Repeating Ourselves

I went to a nightclub last weekend to hear some music. Before the band came on, the PA was delivering Tortoise and Sigur Ros with a physical presence. The place filled up rapidly once the doors opened and was eventually packed beyond standing room, with the audience sitting on the floor, just inches away from the musicians and . . . the conductor?

Yes, it was at a nightclub, and the band was Signal, essentially a modern chamber symphony, and the music was all Steve Reich, “You Are (Variations)” and “Music for 18 Musicians.” And the club was a new venue in the Village Gate’s old spot, Le Poisson Rouge.

This is part of an interesting and exciting trend which is bringing chamber music, old and new, to non-concert halls and younger audiences. It’s a logical next step in the process that the Kronos Quartet unofficially began, as a pop-audiance friendly classical ensemble, and that I feel has really been pioneered by Matt Haimovitz, who made a brief career of playing the Bach Cello Suites in bars and nightclubs across the country. This is not so different than how “classical” music developed in front of audiences 200 years ago – contemporary music presented in front of contemporary audiences.

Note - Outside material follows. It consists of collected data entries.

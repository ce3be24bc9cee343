//! Task tree domain model.
//!
//! # Responsibility
//! - Own every node and task of one hierarchy in an index arena.
//! - Answer recursive completion queries over any subtree.
//! - Remove entries by identity without the caller knowing the parent.
//!
//! # Invariants
//! - Exactly one root exists; it is never removed.
//! - Every non-root entry records its parent, and that parent lists the entry
//!   exactly once in the matching sequence.
//! - Child order is insertion order.
//! - Arena indices are minted in sequence and never reused within one tree.

use super::id::{ElementId, NodeId, TaskId};
use serde::{Deserialize, Serialize};
use std::error::Error;
use std::fmt::{Display, Formatter};

/// Label given to nodes created without a name.
pub const DEFAULT_NODE_NAME: &str = "New Node";
/// Label given to tasks created without a name.
pub const DEFAULT_TASK_NAME: &str = "New Task";

/// Result type used by tree operations.
pub type TreeResult<T> = Result<T, TreeError>;

/// Errors from tree operations.
#[derive(Debug, Clone, PartialEq, Eq)]
pub enum TreeError {
    /// Node id is not part of this tree.
    NodeNotFound(NodeId),
    /// Task id is not part of this tree.
    TaskNotFound(TaskId),
    /// The root has no parent to be removed from.
    CannotRemoveRoot,
}

impl Display for TreeError {
    fn fmt(&self, f: &mut Formatter<'_>) -> std::fmt::Result {
        match self {
            Self::NodeNotFound(id) => write!(f, "node not found: {id}"),
            Self::TaskNotFound(id) => write!(f, "task not found: {id}"),
            Self::CannotRemoveRoot => write!(f, "the root node cannot be removed"),
        }
    }
}

impl Error for TreeError {}

/// Detached node value.
///
/// `expanded` is persisted as the `folded` attribute with the same polarity:
/// `folded="true"` on disk means the children are shown.
#[derive(Debug, Clone, PartialEq, Eq, Serialize, Deserialize)]
pub struct Node {
    pub name: String,
    pub expanded: bool,
}

impl Node {
    /// Creates a collapsed node named `New Node`.
    pub fn new() -> Self {
        Self::named(DEFAULT_NODE_NAME)
    }

    pub fn named(name: impl Into<String>) -> Self {
        Self {
            name: name.into(),
            expanded: false,
        }
    }
}

impl Default for Node {
    fn default() -> Self {
        Self::new()
    }
}

/// Detached task value.
#[derive(Debug, Clone, PartialEq, Eq, Serialize, Deserialize)]
pub struct Task {
    pub name: String,
    pub done: bool,
}

impl Task {
    /// Creates an open task named `New Task`.
    pub fn new() -> Self {
        Self::named(DEFAULT_TASK_NAME)
    }

    pub fn named(name: impl Into<String>) -> Self {
        Self {
            name: name.into(),
            done: false,
        }
    }
}

impl Default for Task {
    fn default() -> Self {
        Self::new()
    }
}

/// Structural role of a node, fixed when the node is attached.
#[derive(Debug, Clone, Copy, PartialEq, Eq)]
pub enum NodeKind {
    /// The single top-level node of the tree.
    Root,
    /// Any node nested below the root.
    Child,
}

/// Node stored in a tree.
#[derive(Debug, Clone)]
pub struct NodeEntry {
    value: Node,
    kind: NodeKind,
    parent: Option<NodeId>,
    tasks: Vec<TaskId>,
    child_nodes: Vec<NodeId>,
}

impl NodeEntry {
    fn new(value: Node, kind: NodeKind, parent: Option<NodeId>) -> Self {
        Self {
            value,
            kind,
            parent,
            tasks: Vec::new(),
            child_nodes: Vec::new(),
        }
    }

    pub fn name(&self) -> &str {
        &self.value.name
    }

    pub fn expanded(&self) -> bool {
        self.value.expanded
    }

    pub fn kind(&self) -> NodeKind {
        self.kind
    }

    /// Parent node; `None` only for the root.
    pub fn parent(&self) -> Option<NodeId> {
        self.parent
    }

    /// Direct tasks in insertion order.
    pub fn tasks(&self) -> &[TaskId] {
        &self.tasks
    }

    /// Direct child nodes in insertion order.
    pub fn child_nodes(&self) -> &[NodeId] {
        &self.child_nodes
    }
}

/// Task stored in a tree.
#[derive(Debug, Clone)]
pub struct TaskEntry {
    value: Task,
    parent: NodeId,
}

impl TaskEntry {
    pub fn name(&self) -> &str {
        &self.value.name
    }

    pub fn done(&self) -> bool {
        self.value.done
    }

    pub fn parent(&self) -> NodeId {
        self.parent
    }
}

/// Completed/total task counts for one subtree.
#[derive(Debug, Clone, Copy, PartialEq, Eq, Default)]
pub struct Completion {
    pub done: usize,
    pub total: usize,
}

impl Completion {
    /// Percentage of done tasks; `0.0` for a subtree without tasks.
    pub fn percent(&self) -> f64 {
        if self.total == 0 {
            return 0.0;
        }
        self.done as f64 / self.total as f64 * 100.0
    }

    /// Returns whether the subtree has tasks and all of them are done.
    pub fn is_complete(&self) -> bool {
        self.total > 0 && self.done == self.total
    }
}

impl Display for Completion {
    fn fmt(&self, f: &mut Formatter<'_>) -> std::fmt::Result {
        write!(f, "{:.2}", self.percent())
    }
}

/// Nested value copy of a subtree.
#[derive(Debug, Clone, PartialEq, Eq, Serialize, Deserialize)]
pub struct NodeSnapshot {
    pub name: String,
    pub expanded: bool,
    pub nodes: Vec<NodeSnapshot>,
    pub tasks: Vec<Task>,
}

/// Arena-backed hierarchy of nodes and tasks.
#[derive(Debug, Clone)]
pub struct TaskTree {
    root: NodeEntry,
    // Slot 0 stays empty; it is the root's index.
    nodes: Vec<Option<NodeEntry>>,
    tasks: Vec<Option<TaskEntry>>,
}

impl TaskTree {
    /// Creates a tree whose root is a default node.
    pub fn new() -> Self {
        Self::with_root(Node::new())
    }

    /// Creates a tree whose root carries the given value.
    pub fn with_root(root: Node) -> Self {
        Self {
            root: NodeEntry::new(root, NodeKind::Root, None),
            nodes: vec![None],
            tasks: Vec::new(),
        }
    }

    /// Builds a tree from nested values.
    ///
    /// Nodes are attached depth-first before the tasks of their parent, so
    /// the same snapshot always yields the same ids.
    pub fn from_snapshot(snapshot: NodeSnapshot) -> Self {
        let NodeSnapshot {
            name,
            expanded,
            nodes,
            tasks,
        } = snapshot;
        let mut tree = Self::with_root(Node { name, expanded });
        tree.attach(NodeId::ROOT, nodes, tasks);
        tree
    }

    pub fn root_id(&self) -> NodeId {
        NodeId::ROOT
    }

    pub fn root(&self) -> &NodeEntry {
        &self.root
    }

    pub fn node(&self, id: NodeId) -> Option<&NodeEntry> {
        if id.is_root() {
            return Some(&self.root);
        }
        self.nodes.get(id.0).and_then(Option::as_ref)
    }

    pub fn task(&self, id: TaskId) -> Option<&TaskEntry> {
        self.tasks.get(id.0).and_then(Option::as_ref)
    }

    pub fn contains(&self, id: ElementId) -> bool {
        match id {
            ElementId::Node(id) => self.node(id).is_some(),
            ElementId::Task(id) => self.task(id).is_some(),
        }
    }

    /// Returns the parent of an entry; `None` for the root and unknown ids.
    pub fn parent_of(&self, id: ElementId) -> Option<NodeId> {
        match id {
            ElementId::Node(id) => self.node(id).and_then(NodeEntry::parent),
            ElementId::Task(id) => self.task(id).map(TaskEntry::parent),
        }
    }

    /// Number of live nodes, root included.
    pub fn node_count(&self) -> usize {
        1 + self.nodes.iter().flatten().count()
    }

    pub fn task_count(&self) -> usize {
        self.tasks.iter().flatten().count()
    }

    /// Appends a task to the end of `parent`'s task sequence.
    pub fn add_task(&mut self, parent: NodeId, task: Task) -> TreeResult<TaskId> {
        let id = TaskId(self.tasks.len());
        self.node_entry_mut(parent)
            .ok_or(TreeError::NodeNotFound(parent))?
            .tasks
            .push(id);
        self.tasks.push(Some(TaskEntry {
            value: task,
            parent,
        }));
        Ok(id)
    }

    /// Appends a node to the end of `parent`'s child sequence.
    pub fn add_node(&mut self, parent: NodeId, node: Node) -> TreeResult<NodeId> {
        let id = NodeId(self.nodes.len());
        self.node_entry_mut(parent)
            .ok_or(TreeError::NodeNotFound(parent))?
            .child_nodes
            .push(id);
        self.nodes
            .push(Some(NodeEntry::new(node, NodeKind::Child, Some(parent))));
        Ok(id)
    }

    /// Counts every task in the subtree rooted at `id`.
    pub fn total_children(&self, id: NodeId) -> TreeResult<usize> {
        let entry = self.node(id).ok_or(TreeError::NodeNotFound(id))?;
        Ok(self.count_tasks(entry, &|_: &Task| true))
    }

    /// Counts done tasks in the subtree rooted at `id`.
    pub fn total_done_children(&self, id: NodeId) -> TreeResult<usize> {
        let entry = self.node(id).ok_or(TreeError::NodeNotFound(id))?;
        Ok(self.count_tasks(entry, &|task: &Task| task.done))
    }

    pub fn completion(&self, id: NodeId) -> TreeResult<Completion> {
        Ok(Completion {
            done: self.total_done_children(id)?,
            total: self.total_children(id)?,
        })
    }

    /// Removes a node (with its subtree) or a task wherever it lives.
    ///
    /// Returns `Ok(false)` when the id is not part of the tree, so repeated
    /// removal of the same id is a no-op.
    ///
    /// # Errors
    /// - `CannotRemoveRoot` when `target` is the root; the tree is unchanged.
    pub fn remove(&mut self, target: ElementId) -> TreeResult<bool> {
        match target {
            ElementId::Node(id) if id.is_root() => Err(TreeError::CannotRemoveRoot),
            ElementId::Node(id) => {
                let Some(parent) = self.node(id).and_then(NodeEntry::parent) else {
                    return Ok(false);
                };
                if let Some(parent) = self.node_entry_mut(parent) {
                    parent.child_nodes.retain(|child| *child != id);
                }
                self.drop_subtree(id);
                Ok(true)
            }
            ElementId::Task(id) => {
                let Some(parent) = self.task(id).map(TaskEntry::parent) else {
                    return Ok(false);
                };
                if let Some(parent) = self.node_entry_mut(parent) {
                    parent.tasks.retain(|task| *task != id);
                }
                self.tasks[id.0] = None;
                Ok(true)
            }
        }
    }

    /// Replaces the label of a node or task.
    pub fn rename(&mut self, target: ElementId, name: impl Into<String>) -> TreeResult<()> {
        match target {
            ElementId::Node(id) => {
                self.node_entry_mut(id)
                    .ok_or(TreeError::NodeNotFound(id))?
                    .value
                    .name = name.into();
            }
            ElementId::Task(id) => {
                self.task_entry_mut(id)
                    .ok_or(TreeError::TaskNotFound(id))?
                    .value
                    .name = name.into();
            }
        }
        Ok(())
    }

    pub fn set_expanded(&mut self, id: NodeId, expanded: bool) -> TreeResult<()> {
        self.node_entry_mut(id)
            .ok_or(TreeError::NodeNotFound(id))?
            .value
            .expanded = expanded;
        Ok(())
    }

    /// Flips the expanded flag and returns the new value.
    pub fn toggle_expanded(&mut self, id: NodeId) -> TreeResult<bool> {
        let value = &mut self.node_entry_mut(id).ok_or(TreeError::NodeNotFound(id))?.value;
        value.expanded = !value.expanded;
        Ok(value.expanded)
    }

    pub fn set_done(&mut self, id: TaskId, done: bool) -> TreeResult<()> {
        self.task_entry_mut(id)
            .ok_or(TreeError::TaskNotFound(id))?
            .value
            .done = done;
        Ok(())
    }

    /// Flips the done flag and returns the new value.
    pub fn toggle_done(&mut self, id: TaskId) -> TreeResult<bool> {
        let value = &mut self.task_entry_mut(id).ok_or(TreeError::TaskNotFound(id))?.value;
        value.done = !value.done;
        Ok(value.done)
    }

    /// Returns whether `id` is `ancestor` or lies somewhere below it.
    pub fn is_within(&self, id: ElementId, ancestor: NodeId) -> bool {
        let mut cursor = match id {
            ElementId::Node(node) => Some(node),
            ElementId::Task(task) => self.task(task).map(TaskEntry::parent),
        };
        while let Some(current) = cursor {
            if current == ancestor {
                return true;
            }
            cursor = self.node(current).and_then(NodeEntry::parent);
        }
        false
    }

    /// Copies the whole tree into nested values.
    pub fn snapshot(&self) -> NodeSnapshot {
        self.snapshot_entry(&self.root)
    }

    fn snapshot_entry(&self, entry: &NodeEntry) -> NodeSnapshot {
        NodeSnapshot {
            name: entry.value.name.clone(),
            expanded: entry.value.expanded,
            nodes: entry
                .child_nodes
                .iter()
                .filter_map(|id| self.node(*id))
                .map(|child| self.snapshot_entry(child))
                .collect(),
            tasks: entry
                .tasks
                .iter()
                .filter_map(|id| self.task(*id))
                .map(|task| task.value.clone())
                .collect(),
        }
    }

    fn attach(&mut self, parent: NodeId, nodes: Vec<NodeSnapshot>, tasks: Vec<Task>) {
        for child in nodes {
            let NodeSnapshot {
                name,
                expanded,
                nodes,
                tasks,
            } = child;
            let id = NodeId(self.nodes.len());
            self.nodes.push(Some(NodeEntry::new(
                Node { name, expanded },
                NodeKind::Child,
                Some(parent),
            )));
            if let Some(entry) = self.node_entry_mut(parent) {
                entry.child_nodes.push(id);
            }
            self.attach(id, nodes, tasks);
        }
        for task in tasks {
            let id = TaskId(self.tasks.len());
            self.tasks.push(Some(TaskEntry {
                value: task,
                parent,
            }));
            if let Some(entry) = self.node_entry_mut(parent) {
                entry.tasks.push(id);
            }
        }
    }

    fn count_tasks(&self, entry: &NodeEntry, predicate: &dyn Fn(&Task) -> bool) -> usize {
        let own = entry
            .tasks
            .iter()
            .filter_map(|id| self.task(*id))
            .filter(|task| predicate(&task.value))
            .count();
        let nested = entry
            .child_nodes
            .iter()
            .filter_map(|id| self.node(*id))
            .map(|child| self.count_tasks(child, predicate))
            .sum::<usize>();
        own + nested
    }

    fn drop_subtree(&mut self, id: NodeId) {
        let Some(entry) = self.nodes.get_mut(id.0).and_then(Option::take) else {
            return;
        };
        for task in entry.tasks {
            self.tasks[task.0] = None;
        }
        for child in entry.child_nodes {
            self.drop_subtree(child);
        }
    }

    fn node_entry_mut(&mut self, id: NodeId) -> Option<&mut NodeEntry> {
        if id.is_root() {
            return Some(&mut self.root);
        }
        self.nodes.get_mut(id.0).and_then(Option::as_mut)
    }

    fn task_entry_mut(&mut self, id: TaskId) -> Option<&mut TaskEntry> {
        self.tasks.get_mut(id.0).and_then(Option::as_mut)
    }
}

Reich’s music is particularly attractive to night club audiences – its propulsive, audible beat is immediately captivating, and his consonant harmonies and clear textures are attractive to the ear. He’s not easy-listening, of course, but rewarding listening, and “Music for 18 Musicians” is not just a masterpiece but one of the seminal works in the long history of Western Classical Music. I don’t feel this is an overstatement, it’s something that is reinforced every time I hear the work, or witness a performance. It is great music, certainly, exciting, beautiful and satisfying. It is also the major work of Minimalism, an important development in musical history. The piece is Reich’s personal synthesis of the music he loves – jazz, Bach, Stravinsky – but it also demonstrates a quality that John Cage sought, which is a music without climaxes. The piece begins, it proceeds, and then it ends, constantly flowing and evolving from one state to the other. There is no development as understood from music history, no narrative or drama, no rise and fall of events. Cage himself achieved this through techniques designed to eliminate the composer’s and musicians’ intentions, which is a fascinating and also highly problematic idea. Reich achieves this by writing the music he hears in his head and feels in his body.

I think his achievement cannot be separated from the dense structure of society. This book (which I have not yet read), appears to make that argument. Certainly America is a mechanize society, and if it manufactures less nowadays, it is still digitally mechanized (and computers are nothing but machine labor, performing repetitive heavy-lifting). So for anyone consciously living and working in America, this music is an expression of that experience. It communicates. An important idea it presents is that of cooperation and collaboration; the piece is broken down into sections, and the ensemble moves through each by following musical cues from the vibraphone (and in this performance at least the lead bass clarinet). There is also a constant pulse played on two marimbas, and the physical challenge of maintaining the same beat for an hour is such that some of the percussionists need to trade off the part for the sake of rest – although the marimba players in Signal kept up the pulse for most of the performance on their own, and seemed to be enjoying themselves. Much more than music led by a conductor, and even more than most chamber music, there is a sense of people working together towards a shared goal and enjoying the work. This is a community piece that draws all the participants together, which is one of the joys of a performance, especially in the middle of a season where there are hateful people who hope to split us apart in every way possible. “Music for 18 Musicians” is a seminal work because it present so many new possibilities.

Originally, Reich wrote this for his own, specialized ensemble, and the only way to hear it for about 25 years has been to be fortunate enough to catch his group. But a performing score now exists, which brings the piece beyond the experimental and places it into the repertoire of classical music. There are five recordings of it and three of those are by ensembles other than Reich’s group – and they are arguably better. Certainly the piece, and music itself, it better for it.